*PROMPT*
Scan the material and copy every line in which "instead" appears.
= Beginning of Section =
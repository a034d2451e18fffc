//! Pure computation engine(s) for settlement.
//!
//! No I/O here: these functions take domain values and return derived values
//! or a rule violation. `orchestration` sequences them inside a transaction.

pub mod ledger;
pub mod pnl;
pub mod stats;

pub use ledger::{apply_lot, LedgerError, LotOutcome};
pub use pnl::{compute_settlement, validate_close, Assignment, PnlError, Settlement};
pub use stats::{aggregate, StatsError};
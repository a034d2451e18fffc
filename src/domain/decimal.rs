//! Lossless decimal money type backed by rust_decimal.
//!
//! Parses from strings, formats without exponent notation, and carries the
//! handful of helpers settlement arithmetic needs (share-count scaling,
//! guarded division, rounding for presentation).

use rust_decimal::prelude::RoundingStrategy;
use rust_decimal::Decimal as RustDecimal;
use serde::{Deserialize, Serialize};
use std::fmt;
use std::str::FromStr;

/// Lossless decimal numeric type for prices, premiums and P&L.
///
/// Serializes to a JSON number; API DTOs render the canonical string instead.
#[derive(
    Debug, Clone, Copy, Default, PartialEq, Eq, PartialOrd, Ord, Hash, Serialize, Deserialize,
)]
pub struct Decimal(#[serde(with = "rust_decimal::serde::float")] RustDecimal);

impl Decimal {
    pub fn new(value: RustDecimal) -> Self {
        Decimal(value)
    }

    /// Parse a Decimal from a string losslessly.
    ///
    /// Surrounding whitespace is ignored.
    ///
    /// # Errors
    /// Returns an error if the string is not a valid decimal number.
    pub fn from_str_canonical(s: &str) -> Result<Self, rust_decimal::Error> {
        RustDecimal::from_str(s.trim()).map(Decimal)
    }

    /// Format as a canonical string (trailing zeros stripped, no exponent).
    pub fn to_canonical_string(&self) -> String {
        format!("{}", self.0.normalize())
    }

    pub fn zero() -> Self {
        Decimal(RustDecimal::ZERO)
    }

    pub fn hundred() -> Self {
        Decimal(RustDecimal::ONE_HUNDRED)
    }

    /// Whole-unit value, used to scale prices by share or contract counts.
    pub fn from_units(units: i64) -> Self {
        Decimal(RustDecimal::from(units))
    }

    pub fn is_zero(&self) -> bool {
        self.0.is_zero()
    }

    pub fn is_positive(&self) -> bool {
        !self.is_zero() && self.0.is_sign_positive()
    }

    pub fn is_negative(&self) -> bool {
        !self.is_zero() && self.0.is_sign_negative()
    }

    pub fn abs(&self) -> Self {
        Decimal(self.0.abs())
    }

    pub fn checked_add(&self, rhs: Decimal) -> Option<Decimal> {
        self.0.checked_add(rhs.0).map(Decimal)
    }

    pub fn checked_sub(&self, rhs: Decimal) -> Option<Decimal> {
        self.0.checked_sub(rhs.0).map(Decimal)
    }

    pub fn checked_mul(&self, rhs: Decimal) -> Option<Decimal> {
        self.0.checked_mul(rhs.0).map(Decimal)
    }

    /// Parse either plain or exponent notation (`1e-7`, `1.5E+20`).
    pub fn from_str_scientific(s: &str) -> Result<Self, rust_decimal::Error> {
        let s = s.trim();
        RustDecimal::from_str(s)
            .or_else(|_| RustDecimal::from_scientific(s))
            .map(Decimal)
    }

    /// Division that yields `None` on a zero divisor or overflow instead of panicking.
    pub fn checked_div(&self, rhs: Decimal) -> Option<Decimal> {
        self.0.checked_div(rhs.0).map(Decimal)
    }

    /// Round to `dp` decimal places, midpoint away from zero.
    pub fn round_dp(&self, dp: u32) -> Self {
        Decimal(
            self.0
                .round_dp_with_strategy(dp, RoundingStrategy::MidpointAwayFromZero),
        )
    }
}

impl fmt::Display for Decimal {
    fn fmt(&self, f: &mut fmt::Formatter<'_>) -> fmt::Result {
        write!(f, "{}", self.to_canonical_string())
    }
}

impl FromStr for Decimal {
    type Err = rust_decimal::Error;

    fn from_str(s: &str) -> Result<Self, Self::Err> {
        Self::from_str_canonical(s)
    }
}

impl From<RustDecimal> for Decimal {
    fn from(value: RustDecimal) -> Self {
        Decimal(value)
    }
}

impl From<Decimal> for RustDecimal {
    fn from(value: Decimal) -> Self {
        value.0
    }
}

impl std::ops::Add for Decimal {
    type Output = Decimal;

    fn add(self, rhs: Decimal) -> Decimal {
        Decimal(self.0 + rhs.0)
    }
}

impl std::ops::Sub for Decimal {
    type Output = Decimal;

    fn sub(self, rhs: Decimal) -> Decimal {
        Decimal(self.0 - rhs.0)
    }
}

impl std::ops::Mul for Decimal {
    type Output = Decimal;

    fn mul(self, rhs: Decimal) -> Decimal {
        Decimal(self.0 * rhs.0)
    }
}

impl std::ops::Div for Decimal {
    type Output = Decimal;

    /// Panics on a zero divisor; use `checked_div` unless the divisor is known non-zero.
    fn div(self, rhs: Decimal) -> Decimal {
        Decimal(self.0 / rhs.0)
    }
}

impl std::ops::Neg for Decimal {
    type Output = Decimal;

    fn neg(self) -> Decimal {
        Decimal(-self.0)
    }
}

#[cfg(test)]
mod tests {
    use super::*;

    fn d(s: &str) -> Decimal {
        Decimal::from_str_canonical(s).unwrap()
    }

    #[test]
    fn test_canonical_string_strips_trailing_zeros() {
        assert_eq!(d("150.00").to_canonical_string(), "150");
        assert_eq!(d("2.50").to_canonical_string(), "2.5");
        assert_eq!(d(" -0.010 ").to_canonical_string(), "-0.01");
    }

    #[test]
    fn test_rejects_garbage() {
        assert!(Decimal::from_str_canonical("abc").is_err());
        assert!(Decimal::from_str_canonical("").is_err());
    }

    #[test]
    fn test_from_units_scales_prices() {
        assert_eq!(d("2.5") * Decimal::from_units(100), d("250"));
    }

    #[test]
    fn test_checked_div_by_zero_is_none() {
        assert!(d("10").checked_div(Decimal::zero()).is_none());
        assert_eq!(d("10").checked_div(d("4")), Some(d("2.5")));
    }

    #[test]
    fn test_checked_ops_report_overflow() {
        let max = Decimal::new(RustDecimal::MAX);
        assert!(max.checked_add(d("1")).is_none());
        assert!(Decimal::new(RustDecimal::MIN).checked_sub(d("1")).is_none());
        assert!(max.checked_mul(d("2")).is_none());
        assert_eq!(d("2.5").checked_mul(d("4")), Some(d("10")));
    }

    #[test]
    fn test_scientific_notation_accepted() {
        assert_eq!(Decimal::from_str_scientific("1e-7").unwrap(), d("0.0000001"));
        assert_eq!(Decimal::from_str_scientific("1.5e2").unwrap(), d("150"));
        assert_eq!(Decimal::from_str_scientific(" 2.50 ").unwrap(), d("2.5"));
        assert!(Decimal::from_str_scientific("abc").is_err());
    }

    #[test]
    fn test_round_dp_midpoint_away_from_zero() {
        assert_eq!(d("1.23445").round_dp(4), d("1.2345"));
        assert_eq!(d("-1.23445").round_dp(4), d("-1.2345"));
    }

    #[test]
    fn test_sign_helpers() {
        assert!(d("0.01").is_positive());
        assert!(d("-0.01").is_negative());
        assert!(!Decimal::zero().is_positive());
        assert!(!Decimal::zero().is_negative());
    }

    #[test]
    fn test_json_is_number() {
        let json = serde_json::to_value(d("123.456")).unwrap();
        assert!(json.is_number());
    }
}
= End of Section =
*SOLUTION TO THE EXERCISE*
/// Serializes to a JSON number; API DTOs render the canonical string instead.
    /// Division that yields `None` on a zero divisor or overflow instead of panicking.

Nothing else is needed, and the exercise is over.